ACT Sidelines Concerns Regarding Consent and Pushes for Liberal Euthanasia Laws

Australia’s Capital Territory is considering a proposal to expand its voluntary assisted dying scheme so that those with reduced mental capacity can consent to their death.  

The suggested amendments, put forward by Marisa Paterson MLA, would allow patients who have experienced a decline in mental capacity towards the end of the Voluntary Assisted Dying (VAD) process to end their lives through a “VAD attorney”, that is, someone who they appointed earlier in the process to sign off on their death. 

If passed into law, which is expected, the ACT would have the most liberal VAD framework in the country. 

Wendy Francis, Director of Politics for the Australian Christian Lobby (ACL), said “Parliament’s readiness to discuss VAD for patients who have lost the ability to give personal and direct consent is frightening, especially given the high rates of elder abuse in our country.
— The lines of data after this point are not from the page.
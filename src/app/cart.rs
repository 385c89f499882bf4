//! The cart page at `/cart`.

use crate::component::{Component, Scope, ViewCx};
use crate::dom::{Event, NodeId};
use crate::render::Html;
use crate::router::RouteMatch;
use crate::store::{CartEntry, CartStore};

use super::{format_price, AppContext};

pub fn cart_page(ctx: &AppContext, _: &RouteMatch) -> Component<(), RouteMatch> {
    let template = {
        let ctx = ctx.clone();
        move |_: &ViewCx<(), RouteMatch>| Ok(render(&ctx, ctx.cart()).into())
    };

    let cart = ctx.cart();
    Component::new("Cart", (), template)
        .on("click", ".cart-item-checkbox", item_action(cart, |cart, id| {
            cart.toggle(id);
        }))
        .on("click", ".quantity-increase-btn", item_action(cart, |cart, id| {
            cart.increase(id);
        }))
        .on("click", ".quantity-decrease-btn", item_action(cart, |cart, id| {
            cart.decrease(id);
        }))
        .on("click", ".cart-item-remove-btn", {
            let toasts = ctx.toasts().clone();
            item_action(cart, move |cart, id| {
                if cart.remove(id) {
                    toasts.info("Removed from cart");
                }
            })
        })
        .on("click", "#cart-select-all", {
            let cart = cart.clone();
            move |_, _, _| {
                cart.toggle_select_all();
            }
        })
        .on("click", "#cart-remove-selected", {
            let (cart, toasts) = (cart.clone(), ctx.toasts().clone());
            move |_, _, _| {
                let removed = cart.remove_selected();
                if removed > 0 {
                    toasts.info(format!("Removed {removed} item(s)"));
                }
            }
        })
        .on("click", "#cart-clear", {
            let (cart, toasts) = (cart.clone(), ctx.toasts().clone());
            move |_, _, _| {
                if !cart.is_empty() {
                    cart.clear();
                    toasts.info("Cart cleared");
                }
            }
        })
}

/// A handler that runs `action` with the `data-product-id` of the matched
/// control.
fn item_action(
    cart: &CartStore,
    action: impl Fn(&CartStore, &str) + 'static,
) -> impl Fn(&Scope<(), RouteMatch>, &Event, NodeId) + 'static {
    let cart = cart.clone();
    move |scope, _, control| {
        if let Some(id) = scope.document().attribute(control, "data-product-id") {
            action(&cart, &id);
        }
    }
}

fn render(ctx: &AppContext, cart: &CartStore) -> Html {
    let entries = cart.entries();
    let mut html = Html::new();
    html.push_raw("<section class=\"cart-page\"><h1>Cart</h1>");

    if entries.is_empty() {
        html.push_raw("<div class=\"cart-empty\"><p>Your cart is empty.</p><a")
            .push_attr("href", ctx.href("/"))
            .push_raw(" data-link>Continue shopping</a></div></section>");
        return html;
    }

    let selected = cart.selected_count();
    html.push_raw("<div class=\"cart-header\"><label><input type=\"checkbox\" id=\"cart-select-all\"");
    if cart.is_all_selected() {
        html.push_raw(" checked");
    }
    html.push_raw(" /> Select all (<span id=\"cart-selected-count\">")
        .push_text(selected)
        .push_raw("</span>/")
        .push_text(entries.len())
        .push_raw(")</label></div><ul class=\"cart-items\">");

    for entry in &entries {
        render_entry(&mut html, ctx, entry);
    }

    html.push_raw("</ul><div class=\"cart-summary\"><p>Items <span id=\"cart-total-quantity\">")
        .push_text(cart.total_quantity())
        .push_raw("</span></p><p>Selected <span id=\"cart-selected-price\">")
        .push_text(format_price(cart.selected_price()))
        .push_raw("</span></p><p>Total <span id=\"cart-total-price\">")
        .push_text(format_price(cart.total_price()))
        .push_raw("</span></p><div class=\"cart-actions\"><button type=\"button\" id=\"cart-remove-selected\"");
    if selected == 0 {
        html.push_raw(" disabled");
    }
    html.push_raw(">Remove selected</button><button type=\"button\" id=\"cart-clear\">Clear cart</button></div></div></section>");
    html
}

fn render_entry(html: &mut Html, ctx: &AppContext, entry: &CartEntry) {
    let id = &entry.product_id;
    html.push_raw("<li class=\"cart-item\"").push_attr("data-product-id", id).push_raw(">");

    html.push_raw("<input type=\"checkbox\" class=\"cart-item-checkbox\"").push_attr("data-product-id", id);
    if entry.selected {
        html.push_raw(" checked");
    }
    html.push_raw(" />");

    if !entry.image.is_empty() {
        html.push_raw("<img class=\"cart-item-image\"")
            .push_attr("src", &entry.image)
            .push_attr("alt", &entry.title)
            .push_raw(" />");
    }
    html.push_raw("<a class=\"cart-item-title\"")
        .push_attr("href", ctx.product_href(id))
        .push_raw(" data-link>")
        .push_text(&entry.title)
        .push_raw("</a><span class=\"cart-item-price\">")
        .push_text(format_price(entry.lprice))
        .push_raw("</span><div class=\"quantity-control\"><button type=\"button\" class=\"quantity-decrease-btn\"")
        .push_attr("data-product-id", id)
        .push_raw(">-</button><span class=\"quantity-value\">")
        .push_text(entry.quantity)
        .push_raw("</span><button type=\"button\" class=\"quantity-increase-btn\"")
        .push_attr("data-product-id", id)
        .push_raw(">+</button></div><span class=\"cart-item-subtotal\">")
        .push_text(format_price(entry.subtotal()))
        .push_raw("</span><button type=\"button\" class=\"cart-item-remove-btn\"")
        .push_attr("data-product-id", id)
        .push_raw(">Remove</button></li>");
}
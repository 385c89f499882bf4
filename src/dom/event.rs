//! DOM events.

use std::cell::Cell;

use super::NodeId;

bitflags::bitflags! {
    /// Dispatch state of an [`Event`].
    #[derive(Debug, Clone, Copy, PartialEq, Eq, Default)]
    pub struct EventFlags: u8 {
        const BUBBLES = 1 << 0;
        const DEFAULT_PREVENTED = 1 << 1;
        const PROPAGATION_STOPPED = 1 << 2;
        const IMMEDIATE_STOPPED = 1 << 3;
    }
}

/// An event travelling from its target up to the document root.
///
/// Listeners receive `&Event`; the flags live in `Cell`s so a listener can
/// call [`prevent_default`](Event::prevent_default) through a shared reference.
#[derive(Debug, Clone)]
pub struct Event {
    event_type: String,
    target: NodeId,
    current_target: Cell<NodeId>,
    flags: Cell<EventFlags>,
    key: Option<String>,
}

impl Event {
    /// A bubbling event of `event_type` aimed at `target`.
    pub fn new(event_type: impl Into<String>, target: NodeId) -> Self {
        Self {
            event_type: event_type.into(),
            target,
            current_target: Cell::new(target),
            flags: Cell::new(EventFlags::BUBBLES),
            key: None,
        }
    }

    /// A `keydown` carrying `key` (e.g. "Enter").
    pub fn key(target: NodeId, key: impl Into<String>) -> Self {
        Self {
            key: Some(key.into()),
            ..Self::new("keydown", target)
        }
    }

    /// Disable bubbling (focus/blur style events).
    pub fn non_bubbling(self) -> Self {
        self.flags.set(self.flags.get() - EventFlags::BUBBLES);
        self
    }

    pub fn event_type(&self) -> &str {
        &self.event_type
    }

    pub fn target(&self) -> NodeId {
        self.target
    }

    /// The node whose listener is currently running.
    pub fn current_target(&self) -> NodeId {
        self.current_target.get()
    }

    pub(crate) fn set_current_target(&self, node: NodeId) {
        self.current_target.set(node);
    }

    pub fn key_name(&self) -> Option<&str> {
        self.key.as_deref()
    }

    pub fn flags(&self) -> EventFlags {
        self.flags.get()
    }

    pub fn bubbles(&self) -> bool {
        self.flags.get().contains(EventFlags::BUBBLES)
    }

    pub fn prevent_default(&self) {
        self.insert(EventFlags::DEFAULT_PREVENTED);
    }

    pub fn default_prevented(&self) -> bool {
        self.flags.get().contains(EventFlags::DEFAULT_PREVENTED)
    }

    pub fn stop_propagation(&self) {
        self.insert(EventFlags::PROPAGATION_STOPPED);
    }

    pub fn stop_immediate_propagation(&self) {
        self.insert(EventFlags::PROPAGATION_STOPPED | EventFlags::IMMEDIATE_STOPPED);
    }

    pub fn is_propagation_stopped(&self) -> bool {
        self.flags.get().contains(EventFlags::PROPAGATION_STOPPED)
    }

    pub fn is_immediate_stopped(&self) -> bool {
        self.flags.get().contains(EventFlags::IMMEDIATE_STOPPED)
    }

    fn insert(&self, flag: EventFlags) {
        self.flags.set(self.flags.get() | flag);
    }
}
//! Key-value persistence behind the cart, standing in for `localStorage`.

use std::cell::RefCell;
use std::collections::HashMap;
use std::path::{Path, PathBuf};

use thiserror::Error;

#[derive(Debug, Error)]
pub enum StorageError {
    #[error("storage quota exceeded writing `{key}` ({needed} bytes, {available} available)")]
    QuotaExceeded {
        key: String,
        needed: usize,
        available: usize,
    },

    #[error("could not serialize `{key}`")]
    Serialize {
        key: String,
        #[source]
        source: serde_json::Error,
    },

    #[error("IO error on `{0}`")]
    Io(PathBuf, #[source] std::io::Error),

    #[error("invalid storage key `{0}`")]
    InvalidKey(String),
}

/// String values under string keys. Synchronous, like the browser API.
pub trait Storage {
    fn get(&self, key: &str) -> Result<Option<String>, StorageError>;

    fn set(&self, key: &str, value: &str) -> Result<(), StorageError>;

    fn remove(&self, key: &str) -> Result<(), StorageError>;
}

// ============================================================================
// MemoryStorage
// ============================================================================

/// In-process storage. An optional byte quota (over all values) simulates a
/// full `localStorage`.
#[derive(Debug, Default)]
pub struct MemoryStorage {
    entries: RefCell<HashMap<String, String>>,
    quota: Option<usize>,
}

impl MemoryStorage {
    pub fn new() -> Self {
        Self::default()
    }

    pub fn with_quota(bytes: usize) -> Self {
        Self {
            entries: RefCell::default(),
            quota: Some(bytes),
        }
    }

    pub fn len(&self) -> usize {
        self.entries.borrow().len()
    }

    pub fn is_empty(&self) -> bool {
        self.entries.borrow().is_empty()
    }

    fn used_except(&self, key: &str) -> usize {
        self.entries
            .borrow()
            .iter()
            .filter(|(k, _)| k.as_str() != key)
            .map(|(_, v)| v.len())
            .sum()
    }
}

impl Storage for MemoryStorage {
    fn get(&self, key: &str) -> Result<Option<String>, StorageError> {
        Ok(self.entries.borrow().get(key).cloned())
    }

    fn set(&self, key: &str, value: &str) -> Result<(), StorageError> {
        if let Some(quota) = self.quota {
            let available = quota.saturating_sub(self.used_except(key));
            if value.len() > available {
                return Err(StorageError::QuotaExceeded {
                    key: key.to_string(),
                    needed: value.len(),
                    available,
                });
            }
        }
        self.entries.borrow_mut().insert(key.to_string(), value.to_string());
        Ok(())
    }

    fn remove(&self, key: &str) -> Result<(), StorageError> {
        self.entries.borrow_mut().remove(key);
        Ok(())
    }
}

// ============================================================================
// FileStorage
// ============================================================================

/// One `<key>.json` file per key inside a directory.
#[derive(Debug, Clone)]
pub struct FileStorage {
    dir: PathBuf,
}

impl FileStorage {
    /// Creates `dir` if needed.
    pub fn open(dir: impl Into<PathBuf>) -> Result<Self, StorageError> {
        let dir = dir.into();
        std::fs::create_dir_all(&dir).map_err(|err| StorageError::Io(dir.clone(), err))?;
        Ok(Self { dir })
    }

    pub fn dir(&self) -> &Path {
        &self.dir
    }

    fn path_for(&self, key: &str) -> Result<PathBuf, StorageError> {
        let valid = !key.is_empty()
            && key
                .chars()
                .all(|c| c.is_ascii_alphanumeric() || c == '_' || c == '-' || c == '.')
            && !key.starts_with('.');
        if !valid {
            return Err(StorageError::InvalidKey(key.to_string()));
        }
        Ok(self.dir.join(format!("{key}.json")))
    }
}

impl Storage for FileStorage {
    fn get(&self, key: &str) -> Result<Option<String>, StorageError> {
        let path = self.path_for(key)?;
        match std::fs::read_to_string(&path) {
            Ok(value) => Ok(Some(value)),
            Err(err) if err.kind() == std::io::ErrorKind::NotFound => Ok(None),
            Err(err) => Err(StorageError::Io(path, err)),
        }
    }

    fn set(&self, key: &str, value: &str) -> Result<(), StorageError> {
        let path = self.path_for(key)?;
        // Write then rename, so a crash never leaves half a cart behind.
        let tmp = path.with_extension("json.tmp");
        std::fs::write(&tmp, value).map_err(|err| StorageError::Io(tmp.clone(), err))?;
        std::fs::rename(&tmp, &path).map_err(|err| StorageError::Io(path, err))
    }

    fn remove(&self, key: &str) -> Result<(), StorageError> {
        let path = self.path_for(key)?;
        match std::fs::remove_file(&path) {
            Ok(()) => Ok(()),
            Err(err) if err.kind() == std::io::ErrorKind::NotFound => Ok(()),
            Err(err) => Err(StorageError::Io(path, err)),
        }
    }
}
The ACT is seriously undermining principles of “first, do no harm”, consent and autonomy”. 

“Internationally, alarm bells are being sounded on the culture of death and suicide being promoted through social media, manipulating vulnerable minds, whilst in the ACT, VAD attorneys may effectively remove vulnerable patients’ ability to change their mind towards the end of the VAD process.” 

In its debates last week, the ACT Parliament also entertained the idea of allowing dementia patients to access euthanasia through advanced directives. 

“Like all countries which have legalised euthanasia”, Ms Francis continued, “This is way past any ‘slippery slope’ argument. Australia is watching impounded waters now spurt through the open floodgates. There is no doubt that the ACT’s proposed law will heighten the risk of wrongful death and the abuse of vulnerable Australians.” 

“We should not underestimate the kind of messages such legislation sends to the community, nor the risk it exposes to suffering Australians”. 

The ACL calls on the ACT Government to drop Paterson’s proposals for expanding VAD access, and instead focus on providing adequate palliative care and mental health services for every Australian.